PROBLEM STATEMENT:
State how many lines of the records contain the string "Option", and give no other information.

** MATERIAL FOR THE TASK follows **

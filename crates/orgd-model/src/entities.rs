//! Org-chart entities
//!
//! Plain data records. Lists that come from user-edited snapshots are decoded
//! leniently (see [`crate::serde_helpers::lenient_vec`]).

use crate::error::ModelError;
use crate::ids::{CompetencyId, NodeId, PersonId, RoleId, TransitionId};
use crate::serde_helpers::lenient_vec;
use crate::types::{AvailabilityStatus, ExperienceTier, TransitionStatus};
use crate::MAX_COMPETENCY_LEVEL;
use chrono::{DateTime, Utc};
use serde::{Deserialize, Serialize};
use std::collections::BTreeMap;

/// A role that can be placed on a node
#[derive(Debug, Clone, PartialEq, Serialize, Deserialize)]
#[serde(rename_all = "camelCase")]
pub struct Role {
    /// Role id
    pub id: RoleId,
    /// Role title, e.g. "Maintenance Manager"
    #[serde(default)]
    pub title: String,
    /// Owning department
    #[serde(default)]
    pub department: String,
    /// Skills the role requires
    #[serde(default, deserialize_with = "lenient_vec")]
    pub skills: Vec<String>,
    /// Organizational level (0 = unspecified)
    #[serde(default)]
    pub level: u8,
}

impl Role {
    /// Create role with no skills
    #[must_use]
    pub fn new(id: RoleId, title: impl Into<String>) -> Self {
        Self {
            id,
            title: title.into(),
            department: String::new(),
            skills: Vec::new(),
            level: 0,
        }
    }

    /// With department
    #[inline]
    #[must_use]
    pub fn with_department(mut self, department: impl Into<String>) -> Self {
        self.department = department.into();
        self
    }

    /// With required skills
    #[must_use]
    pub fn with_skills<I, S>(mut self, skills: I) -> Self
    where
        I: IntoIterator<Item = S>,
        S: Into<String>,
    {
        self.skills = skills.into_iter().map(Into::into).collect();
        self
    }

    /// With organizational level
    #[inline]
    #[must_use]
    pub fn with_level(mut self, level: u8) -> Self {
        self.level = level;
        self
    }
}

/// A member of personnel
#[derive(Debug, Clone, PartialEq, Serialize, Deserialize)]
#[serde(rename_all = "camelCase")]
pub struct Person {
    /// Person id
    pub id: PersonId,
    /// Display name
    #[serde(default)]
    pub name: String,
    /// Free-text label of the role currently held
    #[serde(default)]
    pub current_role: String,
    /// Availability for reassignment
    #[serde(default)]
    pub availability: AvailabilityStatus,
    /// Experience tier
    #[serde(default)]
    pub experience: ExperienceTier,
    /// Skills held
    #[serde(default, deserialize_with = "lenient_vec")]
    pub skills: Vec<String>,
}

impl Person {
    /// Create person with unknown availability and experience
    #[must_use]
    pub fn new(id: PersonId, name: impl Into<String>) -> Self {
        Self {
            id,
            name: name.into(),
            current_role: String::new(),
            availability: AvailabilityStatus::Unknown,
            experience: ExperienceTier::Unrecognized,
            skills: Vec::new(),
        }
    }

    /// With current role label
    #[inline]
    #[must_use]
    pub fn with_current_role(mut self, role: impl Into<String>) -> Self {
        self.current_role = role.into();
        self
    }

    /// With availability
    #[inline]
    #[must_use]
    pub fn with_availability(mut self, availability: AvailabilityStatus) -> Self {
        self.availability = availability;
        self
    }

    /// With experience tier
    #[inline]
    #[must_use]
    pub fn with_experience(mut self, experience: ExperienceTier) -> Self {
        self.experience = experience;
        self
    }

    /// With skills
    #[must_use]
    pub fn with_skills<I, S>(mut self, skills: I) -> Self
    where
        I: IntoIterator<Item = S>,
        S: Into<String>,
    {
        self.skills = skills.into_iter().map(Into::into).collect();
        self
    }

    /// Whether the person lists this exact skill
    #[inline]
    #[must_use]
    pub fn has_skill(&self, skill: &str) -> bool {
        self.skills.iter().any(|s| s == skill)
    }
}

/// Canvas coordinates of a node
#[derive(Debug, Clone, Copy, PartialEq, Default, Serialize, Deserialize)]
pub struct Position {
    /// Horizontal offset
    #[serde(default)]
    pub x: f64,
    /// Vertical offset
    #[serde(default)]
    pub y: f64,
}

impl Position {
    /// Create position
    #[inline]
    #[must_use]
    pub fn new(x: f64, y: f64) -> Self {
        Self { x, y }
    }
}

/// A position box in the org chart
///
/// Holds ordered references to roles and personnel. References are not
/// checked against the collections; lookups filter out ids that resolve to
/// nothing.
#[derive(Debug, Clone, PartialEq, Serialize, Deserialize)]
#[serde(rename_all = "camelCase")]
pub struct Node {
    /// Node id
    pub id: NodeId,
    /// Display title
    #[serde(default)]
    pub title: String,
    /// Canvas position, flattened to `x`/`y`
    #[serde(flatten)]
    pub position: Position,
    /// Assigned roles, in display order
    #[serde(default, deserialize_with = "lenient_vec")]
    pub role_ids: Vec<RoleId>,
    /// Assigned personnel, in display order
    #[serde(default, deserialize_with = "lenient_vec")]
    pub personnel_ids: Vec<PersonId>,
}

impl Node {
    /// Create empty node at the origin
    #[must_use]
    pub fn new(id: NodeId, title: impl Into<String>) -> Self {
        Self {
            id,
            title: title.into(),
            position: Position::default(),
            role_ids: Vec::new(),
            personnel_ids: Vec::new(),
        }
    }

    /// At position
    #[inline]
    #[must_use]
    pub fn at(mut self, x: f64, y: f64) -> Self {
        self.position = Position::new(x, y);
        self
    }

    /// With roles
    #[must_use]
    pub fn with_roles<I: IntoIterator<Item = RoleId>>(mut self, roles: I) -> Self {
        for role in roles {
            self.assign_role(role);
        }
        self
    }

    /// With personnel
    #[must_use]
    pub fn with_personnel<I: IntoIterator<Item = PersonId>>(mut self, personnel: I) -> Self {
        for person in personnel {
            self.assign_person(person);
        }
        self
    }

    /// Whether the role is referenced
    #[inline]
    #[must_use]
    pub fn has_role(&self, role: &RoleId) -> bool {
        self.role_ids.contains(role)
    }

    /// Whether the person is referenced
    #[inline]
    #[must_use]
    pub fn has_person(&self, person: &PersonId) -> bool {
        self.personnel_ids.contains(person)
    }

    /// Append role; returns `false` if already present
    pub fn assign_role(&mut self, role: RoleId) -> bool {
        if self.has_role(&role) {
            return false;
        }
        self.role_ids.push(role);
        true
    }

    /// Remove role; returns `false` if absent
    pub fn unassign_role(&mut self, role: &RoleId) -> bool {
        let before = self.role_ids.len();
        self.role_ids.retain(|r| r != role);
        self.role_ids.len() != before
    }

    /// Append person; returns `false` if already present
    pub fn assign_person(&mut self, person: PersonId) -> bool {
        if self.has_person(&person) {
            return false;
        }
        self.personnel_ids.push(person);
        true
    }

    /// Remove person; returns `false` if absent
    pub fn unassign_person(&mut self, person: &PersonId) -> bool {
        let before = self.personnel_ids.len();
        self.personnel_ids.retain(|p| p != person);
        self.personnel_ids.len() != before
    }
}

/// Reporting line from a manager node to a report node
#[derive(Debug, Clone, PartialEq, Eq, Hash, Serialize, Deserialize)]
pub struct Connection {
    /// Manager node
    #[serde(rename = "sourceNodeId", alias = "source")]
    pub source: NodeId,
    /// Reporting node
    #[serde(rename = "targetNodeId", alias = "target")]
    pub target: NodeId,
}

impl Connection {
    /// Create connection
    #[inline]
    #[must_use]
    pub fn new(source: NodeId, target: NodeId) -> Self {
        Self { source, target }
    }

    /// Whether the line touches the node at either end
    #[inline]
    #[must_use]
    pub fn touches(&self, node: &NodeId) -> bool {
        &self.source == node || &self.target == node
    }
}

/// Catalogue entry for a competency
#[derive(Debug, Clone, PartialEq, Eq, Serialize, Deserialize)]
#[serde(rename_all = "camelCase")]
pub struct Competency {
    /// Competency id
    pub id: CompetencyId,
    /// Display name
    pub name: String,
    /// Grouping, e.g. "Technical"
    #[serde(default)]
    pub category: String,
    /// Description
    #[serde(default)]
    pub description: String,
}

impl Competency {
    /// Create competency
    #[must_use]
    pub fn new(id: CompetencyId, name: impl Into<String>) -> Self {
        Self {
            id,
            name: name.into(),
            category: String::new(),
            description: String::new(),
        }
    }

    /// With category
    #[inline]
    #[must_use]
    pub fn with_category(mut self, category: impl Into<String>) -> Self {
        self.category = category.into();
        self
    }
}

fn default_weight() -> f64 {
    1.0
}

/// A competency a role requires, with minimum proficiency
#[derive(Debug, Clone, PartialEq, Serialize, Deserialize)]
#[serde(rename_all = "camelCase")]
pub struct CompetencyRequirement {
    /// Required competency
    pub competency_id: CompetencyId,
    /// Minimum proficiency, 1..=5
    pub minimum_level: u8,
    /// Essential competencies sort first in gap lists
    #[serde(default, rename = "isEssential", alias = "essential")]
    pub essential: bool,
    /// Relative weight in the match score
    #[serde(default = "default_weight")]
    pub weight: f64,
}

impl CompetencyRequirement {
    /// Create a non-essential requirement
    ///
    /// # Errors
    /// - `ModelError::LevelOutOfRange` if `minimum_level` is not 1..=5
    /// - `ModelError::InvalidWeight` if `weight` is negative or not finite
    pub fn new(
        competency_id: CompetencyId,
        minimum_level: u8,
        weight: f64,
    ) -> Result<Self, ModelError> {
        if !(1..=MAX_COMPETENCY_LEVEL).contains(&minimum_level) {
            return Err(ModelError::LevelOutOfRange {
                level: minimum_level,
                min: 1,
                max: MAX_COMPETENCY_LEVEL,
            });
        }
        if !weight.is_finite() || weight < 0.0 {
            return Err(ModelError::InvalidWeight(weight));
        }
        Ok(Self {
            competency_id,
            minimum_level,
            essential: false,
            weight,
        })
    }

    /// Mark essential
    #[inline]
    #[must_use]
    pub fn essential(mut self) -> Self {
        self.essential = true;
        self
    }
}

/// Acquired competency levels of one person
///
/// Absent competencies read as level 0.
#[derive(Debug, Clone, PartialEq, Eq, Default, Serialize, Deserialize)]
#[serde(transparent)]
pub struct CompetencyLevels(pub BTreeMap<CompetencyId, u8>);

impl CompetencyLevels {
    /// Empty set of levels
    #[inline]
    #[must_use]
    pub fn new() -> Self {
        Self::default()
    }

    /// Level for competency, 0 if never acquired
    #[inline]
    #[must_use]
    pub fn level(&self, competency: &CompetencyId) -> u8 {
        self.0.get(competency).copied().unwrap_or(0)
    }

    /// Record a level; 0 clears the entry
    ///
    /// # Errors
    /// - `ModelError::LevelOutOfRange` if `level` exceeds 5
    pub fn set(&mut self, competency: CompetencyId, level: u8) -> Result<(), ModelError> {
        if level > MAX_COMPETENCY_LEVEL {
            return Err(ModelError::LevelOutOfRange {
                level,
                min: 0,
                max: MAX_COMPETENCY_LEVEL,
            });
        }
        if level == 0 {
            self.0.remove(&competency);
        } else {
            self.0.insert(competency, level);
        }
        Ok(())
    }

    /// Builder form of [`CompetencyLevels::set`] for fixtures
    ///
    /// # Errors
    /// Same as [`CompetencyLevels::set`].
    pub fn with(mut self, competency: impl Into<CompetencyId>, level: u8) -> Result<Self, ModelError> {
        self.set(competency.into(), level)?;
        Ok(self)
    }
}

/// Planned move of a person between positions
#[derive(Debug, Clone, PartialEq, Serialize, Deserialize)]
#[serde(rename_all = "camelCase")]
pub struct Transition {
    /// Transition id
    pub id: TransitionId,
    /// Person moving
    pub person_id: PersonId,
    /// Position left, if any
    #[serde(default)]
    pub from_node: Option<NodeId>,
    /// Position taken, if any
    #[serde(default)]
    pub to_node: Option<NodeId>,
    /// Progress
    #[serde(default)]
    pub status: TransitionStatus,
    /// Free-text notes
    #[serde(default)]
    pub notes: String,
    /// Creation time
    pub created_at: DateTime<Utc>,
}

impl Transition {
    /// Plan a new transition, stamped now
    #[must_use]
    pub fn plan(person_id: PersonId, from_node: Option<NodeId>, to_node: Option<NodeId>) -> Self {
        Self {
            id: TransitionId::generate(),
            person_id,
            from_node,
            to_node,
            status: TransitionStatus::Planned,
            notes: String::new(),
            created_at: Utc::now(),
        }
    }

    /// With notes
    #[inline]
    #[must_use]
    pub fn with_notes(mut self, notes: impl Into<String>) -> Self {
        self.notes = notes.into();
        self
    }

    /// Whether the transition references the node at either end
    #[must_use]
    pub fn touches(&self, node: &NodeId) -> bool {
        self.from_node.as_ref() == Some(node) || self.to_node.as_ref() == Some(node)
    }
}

** End of MATERIAL FOR THE TASK **

TASK SOLUTION:
3